Friday, December 5, 2025
Buckeye by Patrick Ryan
This somewhat sentimental and ultimately tense novel follows the interwoven lives of two married couples in the fictional town of Bonhomie, Ohio. One half of the first of these couples is Cal Jenkins, the sweet-tempered son of a gruff and traumatized first world war veteran, born in the spring of 1920 with one leg shorter than the other. This is a pivotal problem for Cal--he is marginalized because of it, is challenged romantically by it, and it keeps him out of WWII so he is home while others are away.
He instead ends up spending his days in drudgery at the local concrete factory. As luck would have it, a chance meeting with Becky Hanover, a young woman with a dark bob and a loveably whimsical way about her, sees Cal and they are soon married.
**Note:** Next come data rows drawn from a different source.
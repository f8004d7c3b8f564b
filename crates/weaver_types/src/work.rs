//! Queued work and its typed payload.
//!
//! The queue only ever sees [`WeaverWork`] with opaque payload bytes. The
//! host decodes the bytes exactly once, at dispatch time, into a
//! [`WorkPayload`] whose variant is chosen by the stored [`TargetType`].

use crate::catalog::{ConfigurationItem, ContentType, GameSource, OsPaths, ResourceType};
use crate::error::PayloadError;
use crate::ids::{GameId, HostId, ServerId, WorkId};
use crate::profile::ResolvedResource;
use chrono::{DateTime, Utc};
use serde::{Deserialize, Serialize};
use std::path::{Path, PathBuf};

/// What a work item asks the host to do
#[derive(Debug, Clone, Copy, PartialEq, Eq, Hash, Serialize, Deserialize)]
pub enum TargetType {
    Install,
    Update,
    Start,
    Stop,
    Restart,
    Uninstall,
    Backup,
    Configure,
    InstallerMaintenance,
}

impl TargetType {
    /// Parses the lowercase action names used by the admin API
    pub fn from_action(action: &str) -> Option<Self> {
        let target = match action.to_ascii_lowercase().as_str() {
            "install" => Self::Install,
            "update" => Self::Update,
            "start" => Self::Start,
            "stop" => Self::Stop,
            "restart" => Self::Restart,
            "uninstall" => Self::Uninstall,
            "backup" => Self::Backup,
            "configure" => Self::Configure,
            _ => return None,
        };
        Some(target)
    }
}

impl std::fmt::Display for TargetType {
    fn fmt(&self, f: &mut std::fmt::Formatter<'_>) -> std::fmt::Result {
        let name = match self {
            Self::Install => "install",
            Self::Update => "update",
            Self::Start => "start",
            Self::Stop => "stop",
            Self::Restart => "restart",
            Self::Uninstall => "uninstall",
            Self::Backup => "backup",
            Self::Configure => "configure",
            Self::InstallerMaintenance => "installer-maintenance",
        };
        f.write_str(name)
    }
}

/// Lifecycle of a work item
#[derive(Debug, Clone, Copy, PartialEq, Eq, Hash, Serialize, Deserialize, Default)]
pub enum WorkStatus {
    #[default]
    Waiting,
    InProgress,
    Completed,
    Failed,
}

impl WorkStatus {
    pub fn is_terminal(&self) -> bool {
        matches!(self, Self::Completed | Self::Failed)
    }

    /// Forward-only transitions; repeating the current status is not a transition
    pub fn can_transition_to(&self, next: WorkStatus) -> bool {
        match self {
            Self::Waiting => matches!(next, Self::InProgress | Self::Completed | Self::Failed),
            Self::InProgress => matches!(next, Self::Completed | Self::Failed),
            Self::Completed | Self::Failed => false,
        }
    }
}

impl std::fmt::Display for WorkStatus {
    fn fmt(&self, f: &mut std::fmt::Formatter<'_>) -> std::fmt::Result {
        let name = match self {
            Self::Waiting => "waiting",
            Self::InProgress => "in-progress",
            Self::Completed => "completed",
            Self::Failed => "failed",
        };
        f.write_str(name)
    }
}

/// A job as stored by the control plane
#[derive(Debug, Clone, Serialize, Deserialize)]
#[serde(rename_all = "camelCase")]
pub struct WeaverWork {
    pub id: WorkId,
    pub host_id: HostId,
    pub target_type: TargetType,
    pub status: WorkStatus,
    #[serde(with = "crate::wire::base64_bytes")]
    pub payload: Vec<u8>,
    #[serde(default)]
    pub message: Option<String>,
    pub created_at: DateTime<Utc>,
    pub updated_at: DateTime<Utc>,
}

impl WeaverWork {
    pub fn decode(&self) -> Result<WorkItem, PayloadError> {
        Ok(WorkItem {
            id: self.id,
            payload: WorkPayload::decode(self.target_type, &self.payload)?,
        })
    }
}

/// A decoded work item ready for dispatch
#[derive(Debug, Clone)]
pub struct WorkItem {
    pub id: WorkId,
    pub payload: WorkPayload,
}

/// Body of an install or update job
#[derive(Debug, Clone, PartialEq, Serialize, Deserialize)]
pub struct InstallJob {
    pub server: ServerSpec,
    /// Ask the installer to verify every file
    #[serde(default)]
    pub validate: bool,
}

/// Typed body of a work item, one variant per [`TargetType`]
#[derive(Debug, Clone, PartialEq)]
pub enum WorkPayload {
    Install(InstallJob),
    Update(InstallJob),
    Start(ServerSpec),
    Stop(ServerSpec),
    Restart(ServerSpec),
    Uninstall(ServerSpec),
    Backup(ServerSpec),
    Configure(ServerSpec),
    InstallerMaintenance,
}

impl WorkPayload {
    pub fn target_type(&self) -> TargetType {
        match self {
            Self::Install(_) => TargetType::Install,
            Self::Update(_) => TargetType::Update,
            Self::Start(_) => TargetType::Start,
            Self::Stop(_) => TargetType::Stop,
            Self::Restart(_) => TargetType::Restart,
            Self::Uninstall(_) => TargetType::Uninstall,
            Self::Backup(_) => TargetType::Backup,
            Self::Configure(_) => TargetType::Configure,
            Self::InstallerMaintenance => TargetType::InstallerMaintenance,
        }
    }

    /// The server this payload is about, if any
    pub fn server(&self) -> Option<&ServerSpec> {
        match self {
            Self::Install(job) | Self::Update(job) => Some(&job.server),
            Self::Start(spec)
            | Self::Stop(spec)
            | Self::Restart(spec)
            | Self::Uninstall(spec)
            | Self::Backup(spec)
            | Self::Configure(spec) => Some(spec),
            Self::InstallerMaintenance => None,
        }
    }

    pub fn encode(&self) -> Result<(TargetType, Vec<u8>), PayloadError> {
        let target = self.target_type();
        let encoded = match self {
            Self::Install(job) | Self::Update(job) => serde_json::to_vec(job),
            Self::Start(spec)
            | Self::Stop(spec)
            | Self::Restart(spec)
            | Self::Uninstall(spec)
            | Self::Backup(spec)
            | Self::Configure(spec) => serde_json::to_vec(spec),
            Self::InstallerMaintenance => Ok(Vec::new()),
        };
        encoded
            .map(|bytes| (target, bytes))
            .map_err(|source| PayloadError::Encode { target, source })
    }

    pub fn decode(target: TargetType, bytes: &[u8]) -> Result<Self, PayloadError> {
        let malformed = |source| PayloadError::Malformed { target, source };
        let payload = match target {
            TargetType::Install => Self::Install(serde_json::from_slice(bytes).map_err(malformed)?),
            TargetType::Update => Self::Update(serde_json::from_slice(bytes).map_err(malformed)?),
            TargetType::Start => Self::Start(serde_json::from_slice(bytes).map_err(malformed)?),
            TargetType::Stop => Self::Stop(serde_json::from_slice(bytes).map_err(malformed)?),
            TargetType::Restart => Self::Restart(serde_json::from_slice(bytes).map_err(malformed)?),
            TargetType::Uninstall => {
                Self::Uninstall(serde_json::from_slice(bytes).map_err(malformed)?)
            }
            TargetType::Backup => Self::Backup(serde_json::from_slice(bytes).map_err(malformed)?),
            TargetType::Configure => {
                Self::Configure(serde_json::from_slice(bytes).map_err(malformed)?)
            }
            TargetType::InstallerMaintenance => Self::InstallerMaintenance,
        };
        Ok(payload)
    }
}

/// Snapshot of a server and its resolved resources at dispatch time
#[derive(Debug, Clone, PartialEq, Serialize, Deserialize)]
pub struct ServerSpec {
    pub server_id: ServerId,
    pub game_id: GameId,
    pub install_dir: PathBuf,
    pub source: GameSource,
    #[serde(default)]
    pub ports: Vec<u16>,
    #[serde(default)]
    pub resources: Vec<ResourceSpec>,
}

impl ServerSpec {
    /// Startup resources, lowest priority value first
    pub fn startup_resources(&self) -> Vec<&ResourceSpec> {
        let mut startup: Vec<&ResourceSpec> = self.resources.iter().filter(|r| r.startup).collect();
        startup.sort_by_key(|r| r.startup_priority);
        startup
    }

    pub fn resources_of(&self, resource_type: ResourceType) -> impl Iterator<Item = &ResourceSpec> {
        self.resources
            .iter()
            .filter(move |r| r.resource_type == resource_type)
    }
}

/// A resolved resource with its flattened effective items
#[derive(Debug, Clone, PartialEq, Serialize, Deserialize)]
pub struct ResourceSpec {
    pub name: String,
    pub paths: OsPaths,
    pub resource_type: ResourceType,
    #[serde(default)]
    pub content_type: ContentType,
    #[serde(default)]
    pub startup: bool,
    #[serde(default)]
    pub startup_priority: i32,
    #[serde(default)]
    pub arguments: String,
    #[serde(default)]
    pub load_existing: bool,
    #[serde(default)]
    pub items: Vec<ConfigurationItem>,
}

impl ResourceSpec {
    /// OS-specific path, joined to `install_dir` when relative.
    ///
    /// `None` when no path is declared for this OS.
    pub fn resolve_path(&self, install_dir: &Path) -> Option<PathBuf> {
        let raw = self.paths.current().trim();
        if raw.is_empty() {
            return None;
        }
        let path = Path::new(raw);
        if path.is_absolute() {
            Some(path.to_path_buf())
        } else {
            Some(install_dir.join(path))
        }
    }
}

impl From<&ResolvedResource> for ResourceSpec {
    fn from(resolved: &ResolvedResource) -> Self {
        let resource = &resolved.resource;
        Self {
            name: resource.name.clone(),
            paths: resource.paths.clone(),
            resource_type: resource.resource_type,
            content_type: resource.content_type,
            startup: resource.startup,
            startup_priority: resource.startup_priority,
            arguments: resource.arguments.clone(),
            load_existing: resource.load_existing,
            items: resolved.effective_items(),
        }
    }
}

#[cfg(test)]
mod tests {
    use super::*;

    fn spec() -> ServerSpec {
        let exe = |name: &str, priority: i32| ResourceSpec {
            name: name.to_string(),
            paths: OsPaths::same(format!("bin/{}", name)),
            resource_type: ResourceType::Executable,
            content_type: ContentType::Raw,
            startup: true,
            startup_priority: priority,
            arguments: String::new(),
            load_existing: false,
            items: Vec::new(),
        };

        ServerSpec {
            server_id: ServerId::new(),
            game_id: GameId::new(),
            install_dir: PathBuf::from("/srv/games/valheim"),
            source: GameSource::Steam { app_id: 896660 },
            ports: vec![2456],
            resources: vec![exe("late", 10), exe("early", -1), exe("middle", 3)],
        }
    }

    #[test]
    fn test_status_transitions_are_monotonic() {
        use WorkStatus::*;
        assert!(Waiting.can_transition_to(InProgress));
        assert!(Waiting.can_transition_to(Completed));
        assert!(Waiting.can_transition_to(Failed));
        assert!(InProgress.can_transition_to(Completed));
        assert!(!InProgress.can_transition_to(Waiting));
        assert!(!InProgress.can_transition_to(InProgress));
        assert!(!Completed.can_transition_to(Failed));
        assert!(!Failed.can_transition_to(InProgress));
        assert!(Completed.is_terminal() && Failed.is_terminal());
    }

    #[test]
    fn test_payload_decodes_by_target_type() {
        let payload = WorkPayload::Install(InstallJob {
            server: spec(),
            validate: true,
        });
        let (target, bytes) = payload.encode().unwrap();
        assert_eq!(target, TargetType::Install);
        assert_eq!(WorkPayload::decode(target, &bytes).unwrap(), payload);

        let (target, bytes) = WorkPayload::InstallerMaintenance.encode().unwrap();
        assert!(bytes.is_empty());
        assert_eq!(
            WorkPayload::decode(target, &bytes).unwrap(),
            WorkPayload::InstallerMaintenance
        );
    }

    #[test]
    fn test_decode_rejects_wrong_shape() {
        let err = WorkPayload::decode(TargetType::Start, b"{\"nope\":1}").unwrap_err();
        assert!(err.to_string().contains("start"));
    }

    #[test]
    fn test_startup_resources_sorted_by_priority() {
        let spec = spec();
        let names: Vec<&str> = spec
            .startup_resources()
            .iter()
            .map(|r| r.name.as_str())
            .collect();
        assert_eq!(names, vec!["early", "middle", "late"]);
    }

    #[test]
    fn test_resolve_path_joins_relative() {
        let spec = spec();
        let install_dir = spec.install_dir.clone();
        let resolved = spec.resources[0].resolve_path(&install_dir).unwrap();
        assert_eq!(resolved, install_dir.join("bin/late"));

        let mut empty = spec.resources[0].clone();
        empty.paths = OsPaths::default();
        assert!(empty.resolve_path(&install_dir).is_none());
    }

    #[test]
    fn test_action_names() {
        assert_eq!(TargetType::from_action("Restart"), Some(TargetType::Restart));
        assert_eq!(TargetType::from_action("installer-maintenance"), None);
        assert_eq!(TargetType::from_action("explode"), None);
    }
}
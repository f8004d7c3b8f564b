//! Runtime configuration of the host agent.

use crate::dispatcher::DispatchSettings;
use crate::installer::InstallerConfig;
use std::path::PathBuf;
use std::time::Duration;

#[derive(Debug, Clone)]
pub struct HostAgentConfig {
    /// TOML file holding the control plane URL and host credentials
    pub settings_path: PathBuf,
    pub poll_interval: Duration,
    pub telemetry_interval: Duration,
    /// Renew the access token when less than this remains
    pub renew_threshold: Duration,
    pub request_timeout: Duration,
    pub dispatch: DispatchSettings,
    pub backup_root: PathBuf,
    /// Backup runs kept per server
    pub backup_retention: usize,
    pub installer: InstallerConfig,
}

impl Default for HostAgentConfig {
    fn default() -> Self {
        let installer_name = if cfg!(windows) {
            "steamcmd.exe"
        } else {
            "steamcmd.sh"
        };
        let installer_url = if cfg!(windows) {
            "https://steamcdn-a.akamaihd.net/client/installer/steamcmd.zip"
        } else {
            "https://steamcdn-a.akamaihd.net/client/installer/steamcmd_linux.tar.gz"
        };

        Self {
            settings_path: PathBuf::from("weaver-host.toml"),
            poll_interval: Duration::from_secs(10),
            telemetry_interval: Duration::from_secs(15),
            renew_threshold: Duration::from_secs(120),
            request_timeout: Duration::from_secs(30),
            dispatch: DispatchSettings::default(),
            backup_root: PathBuf::from("backups"),
            backup_retention: 5,
            installer: InstallerConfig {
                executable: PathBuf::from("steamcmd").join(installer_name),
                download_url: installer_url.to_string(),
            },
        }
    }
}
The second couple are the Salts--Margaret and Felix. Margaret grew up an orphan, never feeling safe or loved, so she can be forgiven for not understanding what was going on with Felix, but while he was away on a battleship in the Pacific, she begins an affair with Cal.
That is how the couples become entangled with each other, and the rest of the story would be quite comfortable in a Faulkner novel--overdone a bit, but engrossing none the less.
The book also takes us through racism, classism, and homophobia in mid-century America.